10. International transfers

Our systems and service providers may be located in different regions or countries. If you are outside the United States, this may mean that your information is transferred to, stored in, or processed in a country that may have different data protection laws than your own.

Where applicable, we take steps to help ensure that such transfers comply with relevant legal requirements and that your information remains protected.

11. Your choices and rights

Depending on where you live, you may have certain rights over your personal information, such as the right to access, correct, or delete it, or to object to certain types of processing.

Even where specific legal rights do not formally apply, we aim to be reasonable. If you want to review, update, or remove information that directly identifies you in our systems, contact us using the details below and we will do our best to help, subject to any legal or contractual limits.

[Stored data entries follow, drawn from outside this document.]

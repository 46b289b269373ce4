//! Plain-text extraction from stored résumé files, page by page.
//!
//! PDFs go through `pdf-extract`; anything else is read as a single plain-text
//! page. Failures never reach the caller: they come back as an empty-string
//! `Outcome::Fallback` so parsing always has something to work on.

use std::path::Path;

use thiserror::Error;
use tracing::{debug, error};

use crate::outcome::Outcome;

const PDF_MAGIC: &[u8] = b"%PDF";

#[derive(Debug, Error)]
pub enum ExtractError {
    #[error("I/O error: {0}")]
    Io(#[from] std::io::Error),

    #[error("PDF error: {0}")]
    Pdf(String),

    #[error("Extraction task panicked: {0}")]
    Panicked(String),
}

/// Extracts the text of every page of the document at `path`, in order,
/// each page followed by a newline.
pub async fn extract_text(path: &Path) -> Outcome<String> {
    let owned = path.to_path_buf();
    // pdf-extract is synchronous and may panic on malformed input.
    let result = tokio::task::spawn_blocking(move || read_document(&owned))
        .await
        .unwrap_or_else(|e| Err(ExtractError::Panicked(e.to_string())));

    match result {
        Ok(text) => {
            debug!("Extracted {} chars from {}", text.len(), path.display());
            Outcome::Value(text)
        }
        Err(e) => {
            error!("Error extracting text from {}: {e}", path.display());
            Outcome::fallback(String::new(), e.to_string())
        }
    }
}

fn read_document(path: &Path) -> Result<String, ExtractError> {
    let bytes = std::fs::read(path)?;

    let pages = if bytes.starts_with(PDF_MAGIC) {
        pdf_extract::extract_text_from_mem_by_pages(&bytes)
            .map_err(|e| ExtractError::Pdf(e.to_string()))?
    } else {
        vec![String::from_utf8_lossy(&bytes).into_owned()]
    };

    Ok(join_pages(&pages))
}

fn join_pages(pages: &[String]) -> String {
    let mut text = String::with_capacity(pages.iter().map(|p| p.len() + 1).sum());
    for page in pages {
        text.push_str(page);
        text.push('\n');
    }
    text
}
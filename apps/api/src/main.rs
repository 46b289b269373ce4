mod config;
mod errors;
mod jobs;
mod outcome;
mod resume;
mod routes;
mod state;
#[cfg(test)]
mod test_support;

use anyhow::{Context, Result};
use std::net::SocketAddr;
use std::sync::Arc;
use tower_http::trace::TraceLayer;
use tracing::info;
use tracing_subscriber::{layer::SubscriberExt, util::SubscriberInitExt, EnvFilter};

use crate::config::Config;
use crate::jobs::feed::HttpJobFeed;
use crate::routes::{build_router, cors_layer};
use crate::state::AppState;

#[tokio::main]
async fn main() -> Result<()> {
    // Load configuration first (fails fast on malformed env vars)
    let config = Config::from_env()?;

    // Initialize structured logging
    tracing_subscriber::registry()
        .with(EnvFilter::try_from_default_env().unwrap_or_else(|_| {
            EnvFilter::new(format!(
                "{}={}",
                env!("CARGO_PKG_NAME").replace('-', "_"),
                &config.rust_log
            ))
        }))
        .with(tracing_subscriber::fmt::layer())
        .init();

    info!("Starting Job Match API v{}", env!("CARGO_PKG_VERSION"));

    let job_feed =
        HttpJobFeed::new(config.jobs_api_url.clone(), config.jobs_api_timeout)
            .context("Failed to build job feed HTTP client")?;
    info!("Job feed: {}", job_feed.url());
    info!("Storing uploads in {}", config.storage_dir.display());

    let cors = cors_layer(&config.cors_origins)?;
    info!("CORS origins: {:?}", config.cors_origins);

    let state = AppState {
        config: config.clone(),
        job_feed: Arc::new(job_feed),
    };

    let app = build_router(state)
        .layer(TraceLayer::new_for_http())
        .layer(cors);

    let addr: SocketAddr = format!("0.0.0.0:{}", config.port).parse()?;
    info!("Listening on {addr}");

    let listener = tokio::net::TcpListener::bind(addr).await?;
    axum::serve(listener, app).await?;

    Ok(())
}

You can also request to stop receiving non-essential emails (for example, marketing or announcement emails) by following unsubscribe instructions in those messages or by contacting us.

12. Children's privacy

ShawTech PGH does not target or knowingly provide services to children under the age of 13. If we learn that we have collected personal information from a child under 13 without appropriate permission, we will take steps to delete that information as soon as practical.

13. Changes to this Privacy Policy

We may update this policy from time to time as our services, practices, or legal requirements change. When we make material updates, we will change the “last updated” date at the top of this page and, when appropriate, provide additional notice (for example, through the portal or by email).

Your continued use of the services after an updated policy takes effect means you agree to the new version.